Thursday, July 22, 2010

Everyone cuts back for recession- even well off people!

Wealthy people are doing the spending with the economy needing to be stimulated. But now the New York Times reports that even the big spenders have roped in their purchases. The Federal Reserve said the economy in America is dying down. If conditions worsen, experts believe that one more stimulus may be necessary.

Jobs created when the rich spend

Demand for goods and services create the need for additional jobs, and spending – particularly that of the top 5 percent of U.S. income earners – indicates demand. That top 5 percent, which contains those earning $ 210,000 or more annually, accounts for “one-third of consumer outlays, including spending on goods and services, interest payments on consumer debt and cash gifts,” according to Moody’s. As 60 percent of America’s economic fortunes depend upon consumer spending, that one-third is of super-sized significance. In May, 2010, it was found by Gallup that $ 145 per day was spent by those earning $ 90,000 or more.

In May 2009, it was 33 percent less than that. The numbers dropped in June 2010 the Times discovered. Only $ 119 per day was spent by Rich people. Were they leaning upon bank loans more than was their custom?

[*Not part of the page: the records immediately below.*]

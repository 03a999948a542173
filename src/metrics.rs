//! Binary classification metrics
//!
//! All scores are derived from the four cells of a [`BinaryConfusionMatrix`], with label `1` as
//! the positive class. A ratio whose denominator is zero evaluates to zero instead of `NaN`.

use ndarray::{ArrayBase, Data, Ix1};
use serde::{Deserialize, Serialize};

use crate::error::{Error, Result};

/// Counts of the four outcomes of a binary classifier
#[derive(Debug, Clone, Copy, Default, PartialEq, Eq, Serialize, Deserialize)]
pub struct BinaryConfusionMatrix {
    pub true_positives: usize,
    pub true_negatives: usize,
    pub false_positives: usize,
    pub false_negatives: usize,
}

fn ratio(num: f64, denom: f64) -> f64 {
    if denom == 0.0 {
        0.0
    } else {
        num / denom
    }
}

impl BinaryConfusionMatrix {
    /// Compare `prediction` against `ground_truth`
    ///
    /// Both sequences have to be of equal length and contain only `0` and `1`.
    pub fn from_predictions<D: Data<Elem = usize>, E: Data<Elem = usize>>(
        prediction: &ArrayBase<D, Ix1>,
        ground_truth: &ArrayBase<E, Ix1>,
    ) -> Result<Self> {
        if prediction.len() != ground_truth.len() {
            return Err(Error::Parameters(format!(
                "{} predictions for {} samples",
                prediction.len(),
                ground_truth.len()
            )));
        }

        let mut cm = BinaryConfusionMatrix::default();
        for (pred, truth) in prediction.iter().zip(ground_truth.iter()) {
            match (*pred, *truth) {
                (1, 1) => cm.true_positives += 1,
                (0, 0) => cm.true_negatives += 1,
                (1, 0) => cm.false_positives += 1,
                (0, 1) => cm.false_negatives += 1,
                (label, 0) | (label, 1) | (_, label) => return Err(Error::NonBinaryLabel(label)),
            }
        }

        Ok(cm)
    }

    /// Number of evaluated samples
    pub fn total(&self) -> usize {
        self.true_positives + self.true_negatives + self.false_positives + self.false_negatives
    }

    /// Same outcomes with the negative class treated as positive
    pub fn swapped(&self) -> Self {
        BinaryConfusionMatrix {
            true_positives: self.true_negatives,
            true_negatives: self.true_positives,
            false_positives: self.false_negatives,
            false_negatives: self.false_positives,
        }
    }

    /// Cells in the `[[TN, FP], [FN, TP]]` layout, rows are true labels
    pub fn to_array(&self) -> [[usize; 2]; 2] {
        [
            [self.true_negatives, self.false_positives],
            [self.false_negatives, self.true_positives],
        ]
    }

    pub fn accuracy(&self) -> f64 {
        ratio(
            (self.true_positives + self.true_negatives) as f64,
            self.total() as f64,
        )
    }

    pub fn error_rate(&self) -> f64 {
        if self.total() == 0 {
            0.0
        } else {
            1.0 - self.accuracy()
        }
    }

    pub fn precision(&self) -> f64 {
        ratio(
            self.true_positives as f64,
            (self.true_positives + self.false_positives) as f64,
        )
    }

    pub fn recall(&self) -> f64 {
        ratio(
            self.true_positives as f64,
            (self.true_positives + self.false_negatives) as f64,
        )
    }

    /// Harmonic mean of precision and recall
    pub fn f1_score(&self) -> f64 {
        let tp = self.true_positives as f64;
        ratio(
            2.0 * tp,
            2.0 * tp + (self.false_positives + self.false_negatives) as f64,
        )
    }

    /// Matthews correlation coefficient
    ///
    /// Lies in `[-1, 1]`, where `0` means no better than chance.
    pub fn mcc(&self) -> f64 {
        let tp = self.true_positives as f64;
        let tn = self.true_negatives as f64;
        let fp = self.false_positives as f64;
        let fn_ = self.false_negatives as f64;

        let denom = ((tp + fp) * (tp + fn_) * (tn + fp) * (tn + fn_)).sqrt();
        ratio(tp * tn - fp * fn_, denom)
    }

    pub fn metrics(&self) -> ClassificationMetrics {
        ClassificationMetrics {
            accuracy: self.accuracy(),
            error_rate: self.error_rate(),
            precision: self.precision(),
            recall: self.recall(),
            f1_score: self.f1_score(),
            mcc: self.mcc(),
        }
    }
}

/// Scores of a binary classifier on a labeled set
#[derive(Debug, Clone, Copy, PartialEq, Serialize, Deserialize)]
pub struct ClassificationMetrics {
    pub accuracy: f64,
    pub error_rate: f64,
    pub precision: f64,
    pub recall: f64,
    pub f1_score: f64,
    pub mcc: f64,
}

Luxury companies on the rocks

In early 2010, luxury business were doing very well for themselves. Hotels like Four Seasons and also the Ritz Carlton lost many sales as summer came around. Sales at luxury retailers like Neiman Marcus and Saks Fifth Avenue slowed at about the very same time. To add to this stop in spending on luxury, real estate in Manhattan and also the Hamptons has dropped significantly. It was expected that spending would slow down with the recession since normal spending would cease for a moment, but we know there’s a severe problem with even the individuals with money have nothing left to spend.

Going where you’ve to for the Dow

Considering their greater level of personal financial investment, rich people check out different indicators than the average person when it comes to evaluating the financial weather. The Dow Jones is a benchmark that means more to those who are extensively invested. Since the numbers were within the 7,000s for such a long time, we can see the affect taking place when they hit 10,000 again. Spending went up in every little thing, even car sales. Sadly, sales went down and about 15 percent of luxury sales staff were fired with no place to go for work. A study done by the Institute for Policy Studies in Washington showed that those with money stopped spending mostly because it looks bad to spend so much when everybody else is just trying to keep a roof over their heads.

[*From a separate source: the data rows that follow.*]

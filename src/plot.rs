//! PNG charts rendered with plotters
//!
//! All charts are drawn on a bitmap backend and written to the given path, overwriting an existing
//! file.

use std::fmt::Display;
use std::path::Path;

use plotters::prelude::*;

use crate::error::{Error, Result};
use crate::metrics::BinaryConfusionMatrix;

const CLASS_NAMES: [&str; 2] = ["Negative", "Positive"];

fn plot_err<E: Display>(err: E) -> Error {
    Error::Plot(err.to_string())
}

/// Sequential blue color scale, `t` in `[0, 1]`
fn blues(t: f64) -> RGBColor {
    let t = t.clamp(0.0, 1.0);
    let lerp = |a: u8, b: u8| (a as f64 + (b as f64 - a as f64) * t).round() as u8;
    RGBColor(lerp(247, 8), lerp(251, 48), lerp(255, 107))
}

/// 2x2 heatmap of a confusion matrix with the counts annotated
///
/// Rows are the true labels, columns the predicted ones, negative first.
pub fn confusion_heatmap(cm: &BinaryConfusionMatrix, title: &str, path: &Path) -> Result<()> {
    let root = BitMapBackend::new(path, (800, 600)).into_drawing_area();
    root.fill(&WHITE).map_err(plot_err)?;

    let cells = cm.to_array();
    let max = cells.iter().flatten().copied().max().unwrap_or(0).max(1) as f64;

    let mut chart = ChartBuilder::on(&root)
        .caption(title, ("sans-serif", 24).into_font())
        .margin(20)
        .x_label_area_size(50)
        .y_label_area_size(90)
        .build_cartesian_2d((0u32..2).into_segmented(), (0u32..2).into_segmented())
        .map_err(plot_err)?;

    // true label `row` is drawn top to bottom
    let class_of = |v: &SegmentValue<u32>, flip: bool| match v {
        SegmentValue::CenterOf(i) if *i < 2 => {
            let idx = if flip { 1 - *i } else { *i };
            CLASS_NAMES[idx as usize].to_string()
        }
        _ => String::new(),
    };
    chart
        .configure_mesh()
        .disable_mesh()
        .x_desc("Predicted labels")
        .y_desc("True labels")
        .x_label_formatter(&|v| class_of(v, false))
        .y_label_formatter(&|v| class_of(v, true))
        .draw()
        .map_err(plot_err)?;

    for (row, counts) in cells.iter().enumerate() {
        for (col, count) in counts.iter().enumerate() {
            let (x, y) = (col as u32, 1 - row as u32);
            let shade = *count as f64 / max;
            chart
                .draw_series(std::iter::once(Rectangle::new(
                    [
                        (SegmentValue::Exact(x), SegmentValue::Exact(y)),
                        (SegmentValue::Exact(x + 1), SegmentValue::Exact(y + 1)),
                    ],
                    blues(shade).filled(),
                )))
                .map_err(plot_err)?;

            let color = if shade > 0.5 { &WHITE } else { &BLACK };
            chart
                .draw_series(std::iter::once(Text::new(
                    count.to_string(),
                    (SegmentValue::CenterOf(x), SegmentValue::CenterOf(y)),
                    ("sans-serif", 28).into_font().color(color),
                )))
                .map_err(plot_err)?;
        }
    }

    root.present().map_err(plot_err)?;
    Ok(())
}

/// Values of one bar panel, one per model
#[derive(Debug, Clone)]
pub struct BarPanel {
    pub title: String,
    pub values: Vec<f64>,
}

fn value_range(values: &[f64]) -> std::ops::Range<f64> {
    let min = values.iter().copied().fold(0.0, f64::min);
    let max = values.iter().copied().fold(0.0, f64::max);
    let pad = ((max - min) * 0.1).max(1e-3);

    (if min < 0.0 { min - pad } else { 0.0 })..(max + pad)
}

/// Grid of 2x2 bar charts sharing the model labels on the x axis
pub fn comparison_chart(labels: &[String], panels: &[BarPanel], path: &Path) -> Result<()> {
    let root = BitMapBackend::new(path, (1800, 1200)).into_drawing_area();
    root.fill(&WHITE).map_err(plot_err)?;

    let n = labels.len() as u32;
    for (area, panel) in root.split_evenly((2, 2)).iter().zip(panels) {
        let mut chart = ChartBuilder::on(area)
            .caption(&panel.title, ("sans-serif", 22).into_font())
            .margin(10)
            .x_label_area_size(160)
            .y_label_area_size(60)
            .build_cartesian_2d((0..n).into_segmented(), value_range(&panel.values))
            .map_err(plot_err)?;

        chart
            .configure_mesh()
            .disable_x_mesh()
            .x_labels(labels.len())
            .x_label_style(
                ("sans-serif", 12)
                    .into_font()
                    .transform(FontTransform::Rotate90),
            )
            .x_label_formatter(&|v| match v {
                SegmentValue::CenterOf(i) => labels.get(*i as usize).cloned().unwrap_or_default(),
                _ => String::new(),
            })
            .draw()
            .map_err(plot_err)?;

        chart
            .draw_series(panel.values.iter().enumerate().map(|(i, value)| {
                let i = i as u32;
                let mut bar = Rectangle::new(
                    [
                        (SegmentValue::Exact(i), 0.0),
                        (SegmentValue::Exact(i + 1), *value),
                    ],
                    Palette99::pick(i as usize).filled(),
                );
                bar.set_margin(0, 0, 8, 8);
                bar
            }))
            .map_err(plot_err)?;
    }

    root.present().map_err(plot_err)?;
    Ok(())
}

/// Horizontal bars of the most important vocabulary entries, most important on top
pub fn feature_importance_chart(features: &[(String, f64)], path: &Path) -> Result<()> {
    let root = BitMapBackend::new(path, (1000, 600)).into_drawing_area();
    root.fill(&WHITE).map_err(plot_err)?;

    let n = features.len() as u32;
    let max = features.iter().map(|(_, v)| *v).fold(0.0, f64::max).max(1e-6);
    let mut chart = ChartBuilder::on(&root)
        .caption(
            format!("Top {} Feature Importances", features.len()),
            ("sans-serif", 22).into_font(),
        )
        .margin(10)
        .x_label_area_size(40)
        .y_label_area_size(140)
        .build_cartesian_2d(0.0..max * 1.1, (0..n).into_segmented())
        .map_err(plot_err)?;

    // feature `k` sits at row `n - 1 - k`
    chart
        .configure_mesh()
        .disable_y_mesh()
        .x_desc("Feature Importance")
        .y_desc("Feature")
        .y_labels(features.len())
        .y_label_formatter(&|v| match v {
            SegmentValue::CenterOf(row) if *row < n => features[(n - 1 - *row) as usize].0.clone(),
            _ => String::new(),
        })
        .draw()
        .map_err(plot_err)?;

    chart
        .draw_series(features.iter().enumerate().map(|(k, (_, value))| {
            let row = n - 1 - k as u32;
            let mut bar = Rectangle::new(
                [
                    (0.0, SegmentValue::Exact(row)),
                    (*value, SegmentValue::Exact(row + 1)),
                ],
                BLUE.filled(),
            );
            bar.set_margin(4, 4, 0, 0);
            bar
        }))
        .map_err(plot_err)?;

    root.present().map_err(plot_err)?;
    Ok(())
}

#[cfg(test)]
mod tests {
    use super::*;

    #[test]
    fn blue_scale_endpoints() {
        let rgb = |c: RGBColor| (c.0, c.1, c.2);
        assert_eq!(rgb(blues(0.0)), (247, 251, 255));
        assert_eq!(rgb(blues(1.0)), (8, 48, 107));
        assert_eq!(rgb(blues(2.0)), rgb(blues(1.0)));
    }

    #[test]
    fn ranges_include_zero() {
        let range = value_range(&[0.2, 0.9]);
        assert_eq!(range.start, 0.0);
        assert!(range.end > 0.9);

        let range = value_range(&[-0.5, 0.5]);
        assert!(range.start < -0.5);

        let range = value_range(&[]);
        assert!(range.end > range.start);
    }

    fn assert_png(path: &Path) {
        let bytes = std::fs::read(path).unwrap();
        assert!(bytes.starts_with(b"\x89PNG"), "{} is not a PNG", path.display());
    }

    #[test]
    fn heatmap_is_written() {
        let dir = tempfile::tempdir().unwrap();
        let path = dir.path().join("confusion_matrix_svm_tfidf.png");
        let cm = BinaryConfusionMatrix {
            true_positives: 40,
            true_negatives: 35,
            false_positives: 7,
            false_negatives: 3,
        };

        confusion_heatmap(&cm, "SVM with TFIDF", &path).unwrap();
        assert_png(&path);
    }

    #[test]
    fn comparison_chart_is_written() {
        let dir = tempfile::tempdir().unwrap();
        let path = dir.path().join("performance_metrics_comparison.png");
        let labels = vec!["SVM-TFIDF".to_string(), "RF-BOW".to_string()];
        let panels = ["Accuracy", "F1 Score", "Training Time (s)", "Prediction Time (s)"]
            .iter()
            .map(|title| BarPanel {
                title: title.to_string(),
                values: vec![0.8, 0.7],
            })
            .collect::<Vec<_>>();

        comparison_chart(&labels, &panels, &path).unwrap();
        assert_png(&path);
    }

    #[test]
    fn feature_chart_is_written() {
        let dir = tempfile::tempdir().unwrap();
        let path = dir.path().join("feature_importances_rf.png");
        let features = vec![
            ("dull".to_string(), 0.3),
            ("delightful".to_string(), 0.2),
            ("film".to_string(), 0.0),
        ];

        feature_importance_chart(&features, &path).unwrap();
        assert_png(&path);
    }
}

Signs of an economic apocalypse?

”Apocalypse” can be a word that seems to dark for what happened, but think about it. Linda Stasiak, a high-end skin care product saleswoman, has found the one single item that has experienced the top sales increase is the $ 15.95 tube wringer. It’s designed to squeeze each and each drop out of a tube – because today, even rich individuals are feeling the squeeze. Does anyone need a fast loan for their tube squeezers?

Citations

New York Times
nytimes.com/2010/07/17/business/economy/17consumers.html?_r=1
Has the recession changed our perception of wealth?